*PROBLEM*:
Reproduce every line in the listing that contains the word "Mutex".

*SOURCE MATERIAL*:
****

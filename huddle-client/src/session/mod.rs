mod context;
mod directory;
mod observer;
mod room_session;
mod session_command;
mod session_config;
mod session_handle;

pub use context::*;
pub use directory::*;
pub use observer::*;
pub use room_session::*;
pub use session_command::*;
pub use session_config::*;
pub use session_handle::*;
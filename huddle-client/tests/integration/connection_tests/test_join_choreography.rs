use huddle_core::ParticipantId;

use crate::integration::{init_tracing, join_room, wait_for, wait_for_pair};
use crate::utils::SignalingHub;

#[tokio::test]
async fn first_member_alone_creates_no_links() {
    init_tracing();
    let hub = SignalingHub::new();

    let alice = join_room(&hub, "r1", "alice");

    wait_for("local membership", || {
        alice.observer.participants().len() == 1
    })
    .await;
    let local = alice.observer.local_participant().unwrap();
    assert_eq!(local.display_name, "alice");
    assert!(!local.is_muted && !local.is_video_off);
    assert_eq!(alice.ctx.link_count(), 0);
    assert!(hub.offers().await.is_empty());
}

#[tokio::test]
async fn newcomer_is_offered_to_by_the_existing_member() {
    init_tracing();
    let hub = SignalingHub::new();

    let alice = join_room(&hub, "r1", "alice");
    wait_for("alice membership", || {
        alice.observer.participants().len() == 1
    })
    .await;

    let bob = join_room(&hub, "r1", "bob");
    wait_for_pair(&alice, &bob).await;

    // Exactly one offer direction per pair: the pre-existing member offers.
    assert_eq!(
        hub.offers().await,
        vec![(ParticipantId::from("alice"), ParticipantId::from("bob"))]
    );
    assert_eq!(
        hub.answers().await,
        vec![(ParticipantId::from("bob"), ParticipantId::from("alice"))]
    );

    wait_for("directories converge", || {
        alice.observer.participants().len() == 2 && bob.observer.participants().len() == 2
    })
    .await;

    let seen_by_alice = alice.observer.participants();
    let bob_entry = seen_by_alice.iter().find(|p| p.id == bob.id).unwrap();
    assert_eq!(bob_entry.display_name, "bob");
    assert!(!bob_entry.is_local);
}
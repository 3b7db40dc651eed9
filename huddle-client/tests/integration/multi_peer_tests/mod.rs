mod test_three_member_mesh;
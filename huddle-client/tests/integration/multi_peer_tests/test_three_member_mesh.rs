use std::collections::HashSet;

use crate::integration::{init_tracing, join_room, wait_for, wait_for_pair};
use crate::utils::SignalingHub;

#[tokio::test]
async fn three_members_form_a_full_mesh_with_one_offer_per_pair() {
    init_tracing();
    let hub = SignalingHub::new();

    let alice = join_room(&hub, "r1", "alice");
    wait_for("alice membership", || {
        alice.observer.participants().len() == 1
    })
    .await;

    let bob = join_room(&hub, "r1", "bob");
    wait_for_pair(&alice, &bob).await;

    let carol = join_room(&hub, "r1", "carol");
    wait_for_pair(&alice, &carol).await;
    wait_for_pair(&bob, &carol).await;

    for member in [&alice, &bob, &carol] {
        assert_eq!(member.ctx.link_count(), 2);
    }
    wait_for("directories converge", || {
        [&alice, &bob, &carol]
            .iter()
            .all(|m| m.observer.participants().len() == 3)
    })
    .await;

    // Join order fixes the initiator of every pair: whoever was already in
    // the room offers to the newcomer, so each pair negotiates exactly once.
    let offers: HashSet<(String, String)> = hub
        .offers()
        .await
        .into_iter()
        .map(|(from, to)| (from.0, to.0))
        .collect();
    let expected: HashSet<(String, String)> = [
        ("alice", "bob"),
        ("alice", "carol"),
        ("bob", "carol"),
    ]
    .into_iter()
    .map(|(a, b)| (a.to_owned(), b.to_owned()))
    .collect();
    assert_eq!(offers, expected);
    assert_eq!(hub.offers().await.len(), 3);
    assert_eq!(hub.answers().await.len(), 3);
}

****

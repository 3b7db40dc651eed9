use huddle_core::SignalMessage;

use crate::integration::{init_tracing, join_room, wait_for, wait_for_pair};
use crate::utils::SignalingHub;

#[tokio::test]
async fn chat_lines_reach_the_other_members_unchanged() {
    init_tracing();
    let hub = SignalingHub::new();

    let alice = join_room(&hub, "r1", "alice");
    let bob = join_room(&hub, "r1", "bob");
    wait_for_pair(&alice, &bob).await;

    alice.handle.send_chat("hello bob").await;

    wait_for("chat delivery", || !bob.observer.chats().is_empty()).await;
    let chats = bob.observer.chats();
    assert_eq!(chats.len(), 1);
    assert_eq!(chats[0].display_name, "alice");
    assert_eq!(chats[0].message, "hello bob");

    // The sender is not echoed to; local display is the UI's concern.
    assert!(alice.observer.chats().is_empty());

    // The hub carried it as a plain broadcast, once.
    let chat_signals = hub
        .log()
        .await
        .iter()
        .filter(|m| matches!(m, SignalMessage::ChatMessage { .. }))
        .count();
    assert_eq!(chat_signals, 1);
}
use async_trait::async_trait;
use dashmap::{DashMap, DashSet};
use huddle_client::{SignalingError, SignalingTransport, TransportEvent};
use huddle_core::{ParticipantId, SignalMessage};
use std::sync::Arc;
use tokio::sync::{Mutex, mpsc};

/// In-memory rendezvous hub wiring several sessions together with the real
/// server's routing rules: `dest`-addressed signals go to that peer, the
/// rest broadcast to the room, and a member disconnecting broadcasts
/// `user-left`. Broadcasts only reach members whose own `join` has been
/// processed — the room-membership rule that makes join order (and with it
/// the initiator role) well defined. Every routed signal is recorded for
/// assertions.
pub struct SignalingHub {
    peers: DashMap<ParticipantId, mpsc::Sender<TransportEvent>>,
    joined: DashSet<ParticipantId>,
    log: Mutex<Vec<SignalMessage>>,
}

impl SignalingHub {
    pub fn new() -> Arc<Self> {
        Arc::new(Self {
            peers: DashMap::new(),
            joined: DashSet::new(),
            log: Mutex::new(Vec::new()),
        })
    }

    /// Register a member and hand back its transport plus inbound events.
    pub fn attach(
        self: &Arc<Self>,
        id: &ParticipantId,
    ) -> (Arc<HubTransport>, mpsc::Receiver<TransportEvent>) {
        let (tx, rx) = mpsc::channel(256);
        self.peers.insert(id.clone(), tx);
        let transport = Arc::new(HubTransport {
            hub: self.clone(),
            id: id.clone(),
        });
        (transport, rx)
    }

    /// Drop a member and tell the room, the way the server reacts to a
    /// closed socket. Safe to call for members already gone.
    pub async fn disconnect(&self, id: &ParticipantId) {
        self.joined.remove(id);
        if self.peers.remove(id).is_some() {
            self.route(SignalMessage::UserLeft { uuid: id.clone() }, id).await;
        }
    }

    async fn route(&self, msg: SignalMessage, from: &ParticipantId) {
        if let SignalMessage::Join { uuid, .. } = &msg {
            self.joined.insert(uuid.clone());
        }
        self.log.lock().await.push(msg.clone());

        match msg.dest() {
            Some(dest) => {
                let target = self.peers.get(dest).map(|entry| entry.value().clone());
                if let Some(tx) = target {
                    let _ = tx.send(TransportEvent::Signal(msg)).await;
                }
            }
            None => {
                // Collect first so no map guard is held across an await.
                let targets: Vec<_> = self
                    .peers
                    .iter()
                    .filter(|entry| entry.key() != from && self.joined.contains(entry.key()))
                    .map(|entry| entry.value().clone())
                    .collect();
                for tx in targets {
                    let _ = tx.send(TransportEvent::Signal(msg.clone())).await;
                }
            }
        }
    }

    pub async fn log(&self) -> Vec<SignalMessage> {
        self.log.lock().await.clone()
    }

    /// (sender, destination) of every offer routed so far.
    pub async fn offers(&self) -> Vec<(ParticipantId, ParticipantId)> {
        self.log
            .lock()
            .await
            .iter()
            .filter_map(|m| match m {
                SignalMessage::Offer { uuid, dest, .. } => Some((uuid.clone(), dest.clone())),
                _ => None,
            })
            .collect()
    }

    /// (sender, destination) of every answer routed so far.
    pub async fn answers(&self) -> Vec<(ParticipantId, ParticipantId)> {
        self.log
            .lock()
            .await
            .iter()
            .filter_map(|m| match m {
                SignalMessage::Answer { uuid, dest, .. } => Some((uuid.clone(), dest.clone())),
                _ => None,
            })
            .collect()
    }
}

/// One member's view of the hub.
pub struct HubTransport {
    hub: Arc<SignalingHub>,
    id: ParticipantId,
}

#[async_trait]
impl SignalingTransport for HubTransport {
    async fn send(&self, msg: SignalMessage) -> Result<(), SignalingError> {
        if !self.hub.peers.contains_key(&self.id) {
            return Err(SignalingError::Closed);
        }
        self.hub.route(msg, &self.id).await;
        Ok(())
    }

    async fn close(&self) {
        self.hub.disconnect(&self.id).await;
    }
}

****

*RESULT OF THE TASK*:
use tokio::sync::{Mutex, mpsc};
    log: Mutex<Vec<SignalMessage>>,
            log: Mutex::new(Vec::new()),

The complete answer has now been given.